Using three-alphabetic triplets or codonums we can code 20 amino acids. There exist 43 = 64 different combinations from four on three basis's. In this connection some of 20 amino acids are encoded at once by several triplets. It is called as a degeneracy of a code. The finding of conformity between triplets and amino acids (or signs of the punctuation) is customary treated as decryption of genetic code.

The RNA plays a role of "intermediary" in synthesis of proteins from amino acids of the 20 kinds pursuant to sequence of triplets in DNA-circuits. A well-known difference of RNA from DNA is the fact that the standard set of nitrogen bases of its triplets contains instead of a thiamine (T) an uracil (U), which is very similar and related with it, that is why the four-alphabetic code alphabet for RNA consists of the set A, C, G, U.

The nitrogen bases in DNA and RNA fall into to two different chemical classes - pyramidin and purine. Cytosine C and uracil U (or thiamine T) are pyramidin bases and, and adenine A and guanine G are purine bases. Under operating of nitrous acid the objective mutations of RNA connected with base substitution are watched: A ® G, C ® U. Thus, basess A and C are varied, and G and U - not varied.

Proteins are main dense component of alive organism. Each of proteins executes only own, appropriate to it function. The proteins represent themselves large polymer molecules consisting of circuits of amino acids (polypeptides), irregularly alternated. All amino acids in proteins are paired one another by one-type chemical bond received a title of peptide bond. A molecule of protein often is compared to a train consisting of cars of twenty different kinds, which are spanned one another by the same way permitting to connect cars in any order.

Biperiodical Table of genetic code

The set from 64 triplets of a genetic code represents some structured system according to which the four nitrogen bases of genetic code (A, C, G, U) are subdivided, at first, into pairs of purine and pyramidine bases, at second, into complementary pairs and, thirdly, into pairs of bases of nitrous acid, mutating and not mutating under operating. On this cause each triplet is in some relation to all other triplets.

The problem of pithy ordering of all set from 64 triplets is put in the basis of research by Sergey Petoukhov who considers genetic code as an ensemble of binary subsystems. He describes a principle, according to which all triplets are regularly placed in a matrix (8 ´ 8), having double periodicity. Here all codonums by a natural mode are numbered by numbers from 0 up to 63, outgoing from biochemical symptoms of a binary type for nitrogen bases.

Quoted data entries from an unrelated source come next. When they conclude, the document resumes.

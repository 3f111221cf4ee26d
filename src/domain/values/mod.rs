pub mod category;
pub mod confidence;
pub mod insights;
pub mod product_key;
pub mod quality;
pub mod similarity;
pub mod source;
//! Title normalization and token-set similarity.
//!
//! Both the gate's title_match component and the resolver's fuzzy link use
//! the same measure: lowercase, strip punctuation, drop stopwords, then
//! compute token overlap `|A ∩ B| / min(|A|, |B|)`.

use std::collections::HashSet;

/// Filler words that carry no product identity.
const STOPWORDS: &[&str] = &[
    "the", "a", "an", "and", "or", "but", "in", "on", "at", "to", "for",
];

/// Normalize a product title for comparison: lowercase, punctuation and
/// extra whitespace collapsed, stopwords removed.
pub fn normalize_title(title: &str) -> String {
    let lowered = title.to_lowercase();
    let cleaned: String = lowered
        .chars()
        .map(|c| if c.is_alphanumeric() { c } else { ' ' })
        .collect();
    cleaned
        .split_whitespace()
        .filter(|w| !STOPWORDS.contains(w))
        .collect::<Vec<_>>()
        .join(" ")
}

/// Token set of a normalized title.
pub fn title_tokens(title: &str) -> HashSet<String> {
    normalize_title(title)
        .split_whitespace()
        .map(|w| w.to_string())
        .collect()
}

/// Token overlap between two titles, 0.0 when either side has no usable
/// tokens. A subset title ("iPhone 15 Pro 256GB" vs the same plus a color
/// suffix) scores 1.0; the resolver's price check guards against
/// over-linking.
pub fn token_set_similarity(a: &str, b: &str) -> f64 {
    let ta = title_tokens(a);
    let tb = title_tokens(b);
    if ta.is_empty() || tb.is_empty() {
        return 0.0;
    }
    let shared = ta.intersection(&tb).count();
    shared as f64 / ta.len().min(tb.len()) as f64
}
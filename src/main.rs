use clap::Parser;
use dealintel::cli::commands::{Cli, Commands};
use dealintel::domain::entities::candidate::{RawCandidate, VerificationInfo};
use dealintel::domain::entities::deal::Deal;
use dealintel::domain::values::confidence::GateConfig;
use dealintel::infrastructure::verifiers::noop::NoopVerifier;
use dealintel::DealIntel;
use std::sync::Arc;

#[tokio::main]
async fn main() {
    let cli = Cli::parse();
    let db_path = std::env::var("DEALINTEL_DB").unwrap_or_else(|_| "./dealintel.db".into());

    let gate = match &cli.command {
        Commands::Evaluate {
            threshold: Some(t), ..
        } => GateConfig {
            accept_threshold: *t,
        },
        _ => GateConfig::default(),
    };

    let di = match DealIntel::with_providers(&db_path, Arc::new(NoopVerifier), gate) {
        Ok(di) => di,
        Err(e) => {
            eprintln!("Error initializing dealintel: {e}");
            std::process::exit(1);
        }
    };

    if let Err(e) = run_command(di, cli.command).await {
        eprintln!("Error: {e}");
        std::process::exit(1);
    }
}

async fn run_command(di: DealIntel, cmd: Commands) -> Result<(), Box<dyn std::error::Error>> {
    match cmd {
        Commands::Evaluate {
            json, verification, ..
        } => {
            let candidate: RawCandidate = serde_json::from_str(&json)?;
            let outcome = match verification {
                Some(v) => {
                    let verification: VerificationInfo = serde_json::from_str(&v)?;
                    di.evaluate(candidate, Some(verification))?
                }
                // No verification supplied: run the full ingest path
                // through the wired verifier collaborator.
                None => di.ingest(candidate).await?,
            };
            println!("{}", serde_json::to_string_pretty(&outcome).unwrap());
        }
        Commands::Resolve { json, strategy } => {
            let deals: Vec<Deal> = serde_json::from_str(&json)?;
            let strategy = strategy.parse().map_err(|e: String| e)?;
            let canonical = di.resolve_batch(deals, strategy);
            println!("{}", serde_json::to_string_pretty(&canonical).unwrap());
        }
        Commands::Rank { json } => {
            let deals: Vec<Deal> = serde_json::from_str(&json)?;
            let ranked = di.rank(deals);
            println!("{}", serde_json::to_string_pretty(&ranked).unwrap());
        }
        Commands::Insights {
            url,
            claimed_price,
            claimed_mrp,
        } => {
            let insights = di.price_insights(&url, claimed_price, claimed_mrp)?;
            println!("{}", serde_json::to_string_pretty(&insights).unwrap());
        }
        Commands::Record {
            url,
            price,
            mrp,
            observed_at,
            source,
        } => {
            let observed_at = parse_date(&observed_at)?;
            let source = source.parse().map_err(|e: String| e)?;
            let observation = di.record_observation(&url, price, mrp, observed_at, source)?;
            println!("{}", serde_json::to_string_pretty(&observation).unwrap());
        }
        Commands::History { url, days } => {
            let observations = di.history(&url, days)?;
            println!("{}", serde_json::to_string_pretty(&observations).unwrap());
        }
        Commands::Stats => {
            let stats = di.stats()?;
            println!("{}", serde_json::to_string_pretty(&stats).unwrap());
        }
    }
    Ok(())
}

fn parse_date(s: &Option<String>) -> Result<Option<chrono::DateTime<chrono::Utc>>, String> {
    match s {
        None => Ok(None),
        Some(s) => {
            if let Ok(dt) = chrono::DateTime::parse_from_rfc3339(s) {
                return Ok(Some(dt.with_timezone(&chrono::Utc)));
            }
            if let Ok(date) = chrono::NaiveDate::parse_from_str(s, "%Y-%m-%d") {
                let dt = date.and_hms_opt(0, 0, 0).unwrap();
                return Ok(Some(chrono::DateTime::from_naive_utc_and_offset(
                    dt,
                    chrono::Utc,
                )));
            }
            Err(format!(
                "Invalid date format: {s}. Use YYYY-MM-DD or RFC3339"
            ))
        }
    }
}
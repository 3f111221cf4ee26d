use rusqlite::Connection;

pub fn run_migrations(conn: &Connection) -> Result<(), String> {
    conn.execute_batch(
        "
        CREATE TABLE IF NOT EXISTS price_history (
            id INTEGER PRIMARY KEY AUTOINCREMENT,
            product_key TEXT NOT NULL,
            is_catalog INTEGER NOT NULL DEFAULT 0,
            price REAL NOT NULL,
            mrp REAL,
            anomalous INTEGER NOT NULL DEFAULT 0,
            observed_at TEXT NOT NULL,
            source TEXT NOT NULL,
            UNIQUE(product_key, observed_at, price)
        );

        CREATE INDEX IF NOT EXISTS idx_price_history_key ON price_history(product_key);
        CREATE INDEX IF NOT EXISTS idx_price_history_observed ON price_history(observed_at);
        CREATE INDEX IF NOT EXISTS idx_price_history_key_observed ON price_history(product_key, observed_at);
        ",
    )
    .map_err(|e| format!("Migration failed: {e}"))
}
//! Evaluate use case: gate a raw claim, record its price observation,
//! analyze history, score quality and assemble the persisted deal record.

use std::sync::Arc;

use chrono::{Duration, Utc};
use serde::Serialize;
use uuid::Uuid;

use crate::domain::entities::candidate::{RawCandidate, VerificationInfo};
use crate::domain::entities::deal::Deal;
use crate::domain::entities::observation::PriceObservation;
use crate::domain::error::DomainError;
use crate::domain::ports::price_history::{PriceHistoryStore, RETENTION_DAYS};
use crate::domain::ports::verifier::DealVerifier;
use crate::domain::values::category::Category;
use crate::domain::values::confidence::{ConfidenceScore, GateConfig};
use crate::domain::values::insights::{compute_insights, PriceInsights};
use crate::domain::values::product_key::ProductKey;
use crate::domain::values::quality::{discount_percent, score_deal, QualityInputs};

/// Result of evaluating one candidate. A rejection carries the breakdown
/// for observability and nothing else.
#[derive(Debug, Clone, Serialize)]
pub struct EvaluationOutcome {
    pub accepted: bool,
    pub confidence: ConfidenceScore,
    pub deal: Option<Deal>,
}

pub struct EvaluateUseCase {
    history: Arc<dyn PriceHistoryStore>,
    verifier: Arc<dyn DealVerifier>,
    gate: GateConfig,
}

impl EvaluateUseCase {
    pub fn new(
        history: Arc<dyn PriceHistoryStore>,
        verifier: Arc<dyn DealVerifier>,
        gate: GateConfig,
    ) -> Self {
        Self {
            history,
            verifier,
            gate,
        }
    }

    /// Full ingest path: ask the verifier collaborator first, then
    /// evaluate. A failing verifier degrades to text-only scoring, it
    /// never fails the ingest.
    pub async fn ingest(&self, candidate: RawCandidate) -> Result<EvaluationOutcome, DomainError> {
        let verification = match self.verifier.verify(&candidate).await {
            Ok(v) => v,
            Err(e) => {
                eprintln!("WARNING: verifier unavailable, scoring text-only: {e}");
                None
            }
        };
        self.evaluate(candidate, verification)
    }

    pub fn evaluate(
        &self,
        candidate: RawCandidate,
        verification: Option<VerificationInfo>,
    ) -> Result<EvaluationOutcome, DomainError> {
        let confidence = candidate.confidence(verification.as_ref());
        if !confidence.is_accepted(&self.gate) {
            return Ok(EvaluationOutcome {
                accepted: false,
                confidence,
                deal: None,
            });
        }

        let verification = verification.as_ref();
        let price = verification
            .and_then(|v| v.verified_price)
            .or(candidate.claimed_price);
        let Some(price) = price else {
            // Only reachable with a lowered threshold: accepted, but there
            // is no price to build a record around.
            eprintln!("WARNING: accepted candidate has no usable price, skipping record");
            return Ok(EvaluationOutcome {
                accepted: true,
                confidence,
                deal: None,
            });
        };
        let mrp = verification
            .and_then(|v| v.verified_mrp)
            .or(candidate.claimed_mrp);

        let url = candidate
            .url
            .as_deref()
            .map(str::trim)
            .filter(|u| !u.is_empty());
        let (product_key, insights) = match url {
            Some(url) => {
                let key = ProductKey::from_url(url).map_err(DomainError::InvalidInput)?;
                let now = Utc::now();
                // Insights come from history recorded before this claim so
                // the claim never vouches for itself.
                let window = self
                    .history
                    .query(&key, now - Duration::days(RETENTION_DAYS))?;
                let insights = compute_insights(&window, price, mrp, now);
                self.history.append(&PriceObservation::new(
                    key.clone(),
                    price,
                    mrp,
                    now,
                    candidate.source,
                ))?;
                (Some(key), insights)
            }
            None => (None, PriceInsights::no_history()),
        };

        let quality = score_deal(
            &QualityInputs {
                price,
                mrp,
                rating: candidate.rating,
                review_count: candidate.review_count,
                deal_type: candidate.deal_type.as_deref(),
                stock_status: candidate.stock_status.as_deref(),
                seller_info: candidate.seller_info.as_deref(),
            },
            &insights,
        );

        let title = verification
            .and_then(|v| v.verified_title.clone())
            .or_else(|| candidate.title.clone());
        let category = title
            .as_deref()
            .map_or(Category::Other, Category::from_title);

        let deal = Deal {
            id: Uuid::new_v4().to_string(),
            product_key,
            title,
            store: candidate.store,
            link: url.map(str::to_string),
            verified_price: price,
            verified_mrp: mrp,
            verified_discount: discount_percent(price, mrp),
            rating: candidate.rating,
            review_count: candidate.review_count,
            category,
            stock_status: candidate.stock_status,
            seller_info: candidate.seller_info,
            offers: candidate.offers,
            deal_type: candidate.deal_type,
            source: candidate.source,
            detected_at: candidate.detected_at,
            confidence: confidence.clone(),
            quality,
            insights,
        };

        Ok(EvaluationOutcome {
            accepted: true,
            confidence,
            deal: Some(deal),
        })
    }
}
//! Deal quality scoring (0-100) for ranking accepted deals.
//!
//! Six weighted components: discount authenticity against price history,
//! discount size, product popularity, deal urgency, price competitiveness
//! and seller trust. Pure function of the deal's fields and its
//! [`PriceInsights`]; recomputable whenever inputs change.

use crate::domain::values::insights::{PriceInsights, Trend};
use serde::{Deserialize, Serialize};

/// Component weights. They sum to 100.
pub const WEIGHT_AUTHENTICITY: f64 = 25.0;
pub const WEIGHT_DISCOUNT: f64 = 20.0;
pub const WEIGHT_POPULARITY: f64 = 15.0;
pub const WEIGHT_URGENCY: f64 = 15.0;
pub const WEIGHT_COMPETITIVENESS: f64 = 15.0;
pub const WEIGHT_SELLER_TRUST: f64 = 10.0;

/// Discount percentage at which the discount component saturates.
const DISCOUNT_SATURATION_PCT: f64 = 80.0;
/// Review count treated as full popularity credit on the log scale.
const REVIEW_SATURATION: f64 = 10_000.0;

#[derive(Debug, Clone, PartialEq, Serialize, Deserialize)]
pub struct QualityBreakdown {
    pub discount_authenticity: f64,
    pub discount_percentage: f64,
    pub product_popularity: f64,
    pub deal_urgency: f64,
    pub price_competitiveness: f64,
    pub seller_trust: f64,
}

#[derive(Debug, Clone, PartialEq, Serialize, Deserialize)]
pub struct QualityScore {
    pub value: f64,
    pub grade: String,
    pub recommendation: String,
    pub breakdown: QualityBreakdown,
}

/// Borrowed view of the deal fields the scorer reads.
#[derive(Debug, Clone, Default)]
pub struct QualityInputs<'a> {
    pub price: f64,
    pub mrp: Option<f64>,
    pub rating: Option<f64>,
    pub review_count: Option<u64>,
    pub deal_type: Option<&'a str>,
    pub stock_status: Option<&'a str>,
    pub seller_info: Option<&'a str>,
}

/// Discount percent implied by price and MRP; None when the MRP is
/// missing or does not exceed the price.
pub fn discount_percent(price: f64, mrp: Option<f64>) -> Option<f64> {
    match mrp {
        Some(m) if m > 0.0 && m > price && price >= 0.0 => Some((m - price) / m * 100.0),
        _ => None,
    }
}

pub fn score_deal(inputs: &QualityInputs, insights: &PriceInsights) -> QualityScore {
    let discount_pct = discount_percent(inputs.price, inputs.mrp);
    let breakdown = QualityBreakdown {
        discount_authenticity: score_authenticity(insights),
        discount_percentage: score_discount(discount_pct),
        product_popularity: score_popularity(inputs.rating, inputs.review_count),
        deal_urgency: score_urgency(inputs.deal_type, inputs.stock_status),
        price_competitiveness: score_competitiveness(insights),
        seller_trust: score_seller_trust(inputs.seller_info),
    };
    let value = round1(
        (breakdown.discount_authenticity
            + breakdown.discount_percentage
            + breakdown.product_popularity
            + breakdown.deal_urgency
            + breakdown.price_competitiveness
            + breakdown.seller_trust)
            .clamp(0.0, 100.0),
    );
    QualityScore {
        value,
        grade: grade(value).to_string(),
        recommendation: recommendation(value).to_string(),
        breakdown,
    }
}

/// History-backed authenticity. Without history the component is a flat
/// partial credit so an unseen product is neither rewarded nor punished.
fn score_authenticity(insights: &PriceInsights) -> f64 {
    if !insights.has_history {
        return 15.0;
    }
    let mut score = WEIGHT_AUTHENTICITY;
    if insights.is_fake_discount {
        // An inflated reference price forfeits the historical-low bonus.
        score -= 15.0;
    } else if insights.is_historical_low {
        score = (score + 5.0).min(WEIGHT_AUTHENTICITY);
    }
    match insights.trend_30d {
        Trend::Falling => score = (score + 2.0).min(WEIGHT_AUTHENTICITY),
        Trend::Rising => score -= 2.0,
        _ => {}
    }
    score.clamp(0.0, WEIGHT_AUTHENTICITY)
}

/// Linear in the discount, saturating at 80% off.
fn score_discount(discount_pct: Option<f64>) -> f64 {
    match discount_pct {
        Some(d) if d > 0.0 => d.min(DISCOUNT_SATURATION_PCT) / DISCOUNT_SATURATION_PCT * WEIGHT_DISCOUNT,
        _ => 0.0,
    }
}

/// Half-weighted linear rating plus half-weighted log-scaled reviews.
fn score_popularity(rating: Option<f64>, review_count: Option<u64>) -> f64 {
    let half = WEIGHT_POPULARITY / 2.0;
    let rating_part = rating.map_or(0.0, |r| r.clamp(0.0, 5.0) / 5.0 * half);
    let review_part = review_count.map_or(0.0, |n| {
        let scaled = ((1.0 + n as f64).ln() / (1.0 + REVIEW_SATURATION).ln()).min(1.0);
        scaled * half
    });
    rating_part + review_part
}

/// Fixed tiers by deal type; an out-of-stock listing has no urgency.
fn score_urgency(deal_type: Option<&str>, stock_status: Option<&str>) -> f64 {
    let stock = stock_status.unwrap_or("").to_lowercase();
    if stock.contains("out") {
        return 0.0;
    }
    let kind = deal_type.unwrap_or("").to_lowercase();
    if contains_any(&kind, &["lightning", "flash"]) {
        15.0
    } else if kind.contains("limited") {
        12.0
    } else if contains_any(&kind, &["festival", "sale", "special"]) {
        9.0
    } else if contains_any(&kind, &["daily", "today"]) {
        7.0
    } else {
        5.0
    }
}

/// Base 7.5 (neutral without history), boosted by recent drops and a
/// historical-low bonus.
fn score_competitiveness(insights: &PriceInsights) -> f64 {
    if !insights.has_history {
        return 7.5;
    }
    let mut score: f64 = 7.5;
    if insights.is_historical_low {
        score += 5.0;
    }
    match insights.price_drop_7d {
        Some(d) if d > 20.0 => score += 2.5,
        Some(d) if d > 10.0 => score += 1.5,
        Some(d) if d > 5.0 => score += 0.5,
        _ => {}
    }
    match insights.price_drop_30d {
        Some(d) if d > 30.0 => score += 2.5,
        Some(d) if d > 20.0 => score += 1.5,
        Some(d) if d > 10.0 => score += 0.5,
        _ => {}
    }
    score.min(WEIGHT_COMPETITIVENESS)
}

fn score_seller_trust(seller_info: Option<&str>) -> f64 {
    let seller = seller_info.unwrap_or("").to_lowercase();
    if contains_any(&seller, &["official", "brand", "manufacturer", "fulfilled"]) {
        10.0
    } else if contains_any(&seller, &["verified", "authorized", "plus", "assured"]) {
        7.0
    } else {
        3.0
    }
}

fn contains_any(text: &str, needles: &[&str]) -> bool {
    needles.iter().any(|n| text.contains(n))
}

pub fn grade(score: f64) -> &'static str {
    if score >= 90.0 {
        "A+"
    } else if score >= 85.0 {
        "A"
    } else if score >= 75.0 {
        "B"
    } else if score >= 65.0 {
        "C"
    } else if score >= 40.0 {
        "D"
    } else {
        "F"
    }
}

fn recommendation(score: f64) -> &'static str {
    if score >= 85.0 {
        "Excellent deal! Highly recommended"
    } else if score >= 75.0 {
        "Great deal! Worth buying"
    } else if score >= 65.0 {
        "Good deal! Consider it"
    } else if score >= 55.0 {
        "Average deal. Check alternatives"
    } else if score >= 40.0 {
        "Below average. Not recommended"
    } else {
        "Poor deal. Avoid"
    }
}

fn round1(v: f64) -> f64 {
    (v * 10.0).round() / 10.0
}
//! Game events.
//!
//! The engine records an event for every milestone. A presentation layer
//! drains them after each operation to animate, announce skips and decide
//! when to schedule the next AI step.

use serde::{Deserialize, Serialize};

use super::turn::DrawSource;
use crate::cards::{Card, CardId};
use crate::core::PlayerId;
use crate::phases::{CompletedPhaseRef, GroupSlot};

#[derive(Clone, Debug, PartialEq, Eq, Serialize, Deserialize)]
pub enum GameEvent {
    RoundStarted {
        round: u32,
        first_player: PlayerId,
    },
    TurnStarted {
        player: PlayerId,
        is_ai: bool,
    },
    /// Cards drawn from the deck stay hidden; discard-pile draws are public.
    CardDrawn {
        player: PlayerId,
        source: DrawSource,
        card: Option<Card>,
    },
    DeckReshuffled {
        cards: usize,
    },
    CardDiscarded {
        player: PlayerId,
        card: Card,
    },
    /// `extra_turn` is set when skipping the only opponent hands the
    /// discarder another turn.
    PlayerSkipped {
        by: PlayerId,
        skipped: PlayerId,
        extra_turn: bool,
    },
    PhaseCompleted {
        player: PlayerId,
        phase_position: u8,
        phase_ordinal: u8,
        reference: CompletedPhaseRef,
    },
    PhaseExtended {
        player: PlayerId,
        card: CardId,
        reference: CompletedPhaseRef,
        group: GroupSlot,
    },
    WentOut {
        player: PlayerId,
    },
    RoundEnded {
        round: u32,
        /// Penalty points added to each seat this round, in seat order.
        round_scores: Vec<u32>,
    },
    GameWon {
        winner: PlayerId,
        final_scores: Vec<u32>,
    },
}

Biperiodical Table of genetic code

Biperiodical Table of genetic code

The principle of "doubly three-gram ordering" of the codonums set is put into the basis of Biperiodical Table (BT). He consists of two parts: the ordering subdivided 64 triplets on octets, and the ordering of Codonums inside all these octets. Both these principles have a steep biochemical substantiation. The former principle consists of fixation of numbers and sequence of purine and pyramidin bases in triplets. For example, let's consider a subset of triplets, for which the first base is pyramidin one (i.e. C or U), and the second one and the third one is purine base (i.e. A or G). It is easy to test, that the following eight of triplets (octets): CAA, CAG, CGA, UAA, CGG, UAG, UGA, UGG fit to this condition. If we designate now through "1" each pyramidin base and "0" each purine one, then each of the indicated triplets can put in conformity a three-digit binary number 100, called "three-gram character " (or simply by "trigram") of the given octet.

In the BT to each such octet there fits a separate column marked by personal "trigram". As there are the eight different "trigrams", to each of which there fits one of three-digit binary combinations (000, 001, 010, 011, 100, 101, 110, 111), then in the BT one may be selected the eight octets numbered (from left to right) by the binary numbers from 111 up to 000.

It is important to note, that the sequence of columns in the BT (from 111 to 000) is selected in such a manner that the octets of the left- and right half's of the BT are located are mirror-symmetrical about its center line so, that each trigram of the left-hand half (000, 001, 010, 011) meets the "antisymmetric" trigram (111, 110, 101, 100), occupying a mirror - symmetrical stand in the right-hand half.

Now let's analyze the BT by strings. It is easy to see, that here there is realized a principle of ordering of four nitrogen bases on the pair C and A (that corresponds to the binary digit "1") and the pair G and U (that corresponds to the binary digit "0"). It appears, that in such partitioning there is a steep biochemical sense from the point of view of property of mutagenicity, as the nucleotides C and A are maximum varied under operating of nitrous acid, and other two nucleotides G and U are not varied. Then by a three-digit binary code 111 (the first string of the BT) we can mark all the 8 triplets consisted only of the "varied" nucleotides: CCC, CCA, CAC, CAA, ACC, ACE, AAC, AAA.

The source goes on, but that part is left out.